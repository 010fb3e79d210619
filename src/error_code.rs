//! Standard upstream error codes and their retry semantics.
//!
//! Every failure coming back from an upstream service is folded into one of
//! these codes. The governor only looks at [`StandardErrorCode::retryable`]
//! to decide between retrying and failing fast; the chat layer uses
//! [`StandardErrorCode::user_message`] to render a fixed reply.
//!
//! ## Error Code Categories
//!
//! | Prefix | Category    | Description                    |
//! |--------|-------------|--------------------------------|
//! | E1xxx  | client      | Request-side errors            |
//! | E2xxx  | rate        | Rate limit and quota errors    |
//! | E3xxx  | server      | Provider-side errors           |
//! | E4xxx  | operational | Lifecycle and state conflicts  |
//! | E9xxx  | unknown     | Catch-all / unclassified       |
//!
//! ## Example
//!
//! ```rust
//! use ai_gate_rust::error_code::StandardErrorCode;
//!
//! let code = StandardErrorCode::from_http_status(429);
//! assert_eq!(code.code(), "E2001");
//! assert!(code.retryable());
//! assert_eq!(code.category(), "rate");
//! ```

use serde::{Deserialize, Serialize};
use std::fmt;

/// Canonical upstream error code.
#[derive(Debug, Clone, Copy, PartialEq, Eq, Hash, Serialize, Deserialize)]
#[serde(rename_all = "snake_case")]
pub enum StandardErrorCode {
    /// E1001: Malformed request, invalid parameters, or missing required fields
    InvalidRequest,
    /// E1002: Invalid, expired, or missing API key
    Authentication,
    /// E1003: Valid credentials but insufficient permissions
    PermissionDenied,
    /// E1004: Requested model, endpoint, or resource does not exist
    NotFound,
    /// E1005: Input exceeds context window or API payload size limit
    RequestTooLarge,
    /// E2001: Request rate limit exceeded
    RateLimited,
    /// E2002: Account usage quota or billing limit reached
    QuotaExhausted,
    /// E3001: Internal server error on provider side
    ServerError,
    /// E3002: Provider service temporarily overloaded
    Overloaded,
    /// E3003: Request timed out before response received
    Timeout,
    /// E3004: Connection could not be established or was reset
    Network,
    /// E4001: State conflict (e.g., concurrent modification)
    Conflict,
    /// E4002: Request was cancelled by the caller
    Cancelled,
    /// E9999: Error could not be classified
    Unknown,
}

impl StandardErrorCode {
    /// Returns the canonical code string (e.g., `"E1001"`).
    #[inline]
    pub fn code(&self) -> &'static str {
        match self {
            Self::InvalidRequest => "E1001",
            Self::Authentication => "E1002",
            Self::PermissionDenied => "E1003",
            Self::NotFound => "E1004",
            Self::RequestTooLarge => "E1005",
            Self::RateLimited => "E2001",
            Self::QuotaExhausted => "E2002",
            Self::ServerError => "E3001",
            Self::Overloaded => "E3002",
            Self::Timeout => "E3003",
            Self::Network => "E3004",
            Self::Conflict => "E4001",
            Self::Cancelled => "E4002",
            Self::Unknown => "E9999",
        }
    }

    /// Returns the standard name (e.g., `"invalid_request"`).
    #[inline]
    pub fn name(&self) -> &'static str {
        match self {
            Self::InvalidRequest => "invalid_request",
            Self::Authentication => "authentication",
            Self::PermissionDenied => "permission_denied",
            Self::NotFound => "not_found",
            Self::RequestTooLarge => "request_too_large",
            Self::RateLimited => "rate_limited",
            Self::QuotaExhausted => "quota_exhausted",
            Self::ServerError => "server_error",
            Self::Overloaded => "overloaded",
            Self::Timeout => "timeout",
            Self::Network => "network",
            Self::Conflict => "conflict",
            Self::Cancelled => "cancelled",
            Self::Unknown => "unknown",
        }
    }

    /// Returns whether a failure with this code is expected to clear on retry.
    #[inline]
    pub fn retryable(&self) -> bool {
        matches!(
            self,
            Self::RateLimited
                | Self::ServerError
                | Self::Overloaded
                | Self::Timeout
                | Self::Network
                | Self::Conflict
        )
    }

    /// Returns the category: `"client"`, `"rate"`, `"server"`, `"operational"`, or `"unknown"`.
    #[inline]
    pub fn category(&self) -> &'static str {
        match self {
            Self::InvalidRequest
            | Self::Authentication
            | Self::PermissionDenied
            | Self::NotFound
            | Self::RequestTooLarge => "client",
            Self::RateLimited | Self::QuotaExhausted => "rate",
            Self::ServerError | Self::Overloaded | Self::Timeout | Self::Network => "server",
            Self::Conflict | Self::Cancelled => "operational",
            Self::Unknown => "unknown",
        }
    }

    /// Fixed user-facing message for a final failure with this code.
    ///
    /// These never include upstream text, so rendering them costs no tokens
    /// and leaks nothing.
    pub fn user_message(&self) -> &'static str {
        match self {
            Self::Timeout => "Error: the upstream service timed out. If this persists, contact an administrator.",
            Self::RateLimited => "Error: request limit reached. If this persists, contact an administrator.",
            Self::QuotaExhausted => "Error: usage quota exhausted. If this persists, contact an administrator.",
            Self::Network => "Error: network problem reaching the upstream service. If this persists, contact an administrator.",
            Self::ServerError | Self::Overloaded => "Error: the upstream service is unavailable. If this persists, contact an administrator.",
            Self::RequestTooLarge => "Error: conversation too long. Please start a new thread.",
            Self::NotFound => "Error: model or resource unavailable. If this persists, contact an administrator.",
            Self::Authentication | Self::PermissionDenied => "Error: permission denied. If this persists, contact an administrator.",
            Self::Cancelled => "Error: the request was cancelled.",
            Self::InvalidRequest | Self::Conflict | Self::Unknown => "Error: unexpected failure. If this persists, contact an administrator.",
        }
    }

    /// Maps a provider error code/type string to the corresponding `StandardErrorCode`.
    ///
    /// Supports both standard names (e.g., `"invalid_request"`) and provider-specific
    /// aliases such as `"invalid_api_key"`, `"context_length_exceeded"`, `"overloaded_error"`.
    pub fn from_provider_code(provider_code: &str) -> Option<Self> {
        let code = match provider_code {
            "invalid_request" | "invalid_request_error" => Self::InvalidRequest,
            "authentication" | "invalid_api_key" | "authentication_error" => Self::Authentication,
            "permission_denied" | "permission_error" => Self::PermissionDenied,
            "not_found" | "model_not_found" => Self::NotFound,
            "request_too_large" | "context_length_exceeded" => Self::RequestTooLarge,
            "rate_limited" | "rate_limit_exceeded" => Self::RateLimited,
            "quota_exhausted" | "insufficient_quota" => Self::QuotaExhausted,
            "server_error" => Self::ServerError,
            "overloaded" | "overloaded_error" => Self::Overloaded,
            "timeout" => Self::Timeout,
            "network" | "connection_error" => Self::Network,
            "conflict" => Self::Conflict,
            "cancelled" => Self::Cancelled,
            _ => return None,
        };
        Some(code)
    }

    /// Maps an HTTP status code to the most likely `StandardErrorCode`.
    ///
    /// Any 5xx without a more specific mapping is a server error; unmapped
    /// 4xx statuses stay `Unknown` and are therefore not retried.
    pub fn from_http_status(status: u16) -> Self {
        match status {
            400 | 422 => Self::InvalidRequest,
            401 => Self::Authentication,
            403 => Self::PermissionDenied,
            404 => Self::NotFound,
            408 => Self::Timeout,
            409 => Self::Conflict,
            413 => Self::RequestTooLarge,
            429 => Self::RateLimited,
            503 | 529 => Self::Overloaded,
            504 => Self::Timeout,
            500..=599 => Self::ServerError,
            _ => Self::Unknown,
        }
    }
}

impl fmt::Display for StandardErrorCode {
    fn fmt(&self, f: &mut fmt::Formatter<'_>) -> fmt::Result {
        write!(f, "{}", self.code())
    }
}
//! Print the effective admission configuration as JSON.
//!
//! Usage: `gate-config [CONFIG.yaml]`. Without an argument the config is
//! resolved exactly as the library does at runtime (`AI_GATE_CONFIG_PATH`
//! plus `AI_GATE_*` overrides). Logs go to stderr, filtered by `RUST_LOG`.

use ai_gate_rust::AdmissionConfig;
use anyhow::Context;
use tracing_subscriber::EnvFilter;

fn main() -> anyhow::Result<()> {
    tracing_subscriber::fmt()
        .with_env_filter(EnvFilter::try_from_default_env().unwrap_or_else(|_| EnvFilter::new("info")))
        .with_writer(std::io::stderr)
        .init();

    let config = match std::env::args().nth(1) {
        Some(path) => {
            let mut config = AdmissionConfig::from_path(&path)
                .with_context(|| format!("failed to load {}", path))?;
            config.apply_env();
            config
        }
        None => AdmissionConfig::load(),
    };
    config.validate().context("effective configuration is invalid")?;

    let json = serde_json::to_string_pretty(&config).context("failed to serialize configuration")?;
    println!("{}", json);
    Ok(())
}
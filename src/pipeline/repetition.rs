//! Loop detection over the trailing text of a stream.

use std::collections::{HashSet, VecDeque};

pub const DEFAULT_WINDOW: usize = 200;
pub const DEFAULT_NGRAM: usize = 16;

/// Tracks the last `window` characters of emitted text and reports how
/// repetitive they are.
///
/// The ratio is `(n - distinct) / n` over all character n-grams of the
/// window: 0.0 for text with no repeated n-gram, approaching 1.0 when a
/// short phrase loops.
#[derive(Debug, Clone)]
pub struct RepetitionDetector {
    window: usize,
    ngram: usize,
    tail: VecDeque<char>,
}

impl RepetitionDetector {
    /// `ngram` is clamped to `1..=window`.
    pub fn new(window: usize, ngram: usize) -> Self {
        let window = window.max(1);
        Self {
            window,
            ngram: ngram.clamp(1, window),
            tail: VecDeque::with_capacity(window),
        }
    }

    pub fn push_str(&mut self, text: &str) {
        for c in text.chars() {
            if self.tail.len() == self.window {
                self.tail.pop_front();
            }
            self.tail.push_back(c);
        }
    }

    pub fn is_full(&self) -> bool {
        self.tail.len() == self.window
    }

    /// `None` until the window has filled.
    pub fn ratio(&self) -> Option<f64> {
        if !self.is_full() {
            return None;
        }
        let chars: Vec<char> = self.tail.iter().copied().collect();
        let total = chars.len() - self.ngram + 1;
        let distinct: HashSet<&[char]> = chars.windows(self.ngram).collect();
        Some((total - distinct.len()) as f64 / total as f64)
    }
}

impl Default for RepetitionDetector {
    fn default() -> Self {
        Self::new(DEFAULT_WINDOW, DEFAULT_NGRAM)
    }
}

======

> _TASK BRIEF_
Show the lines where the word "bool" appears in the entries.

> _REPLY TO THE EXERCISE_
    pub fn retryable(&self) -> bool {
    pub fn is_full(&self) -> bool {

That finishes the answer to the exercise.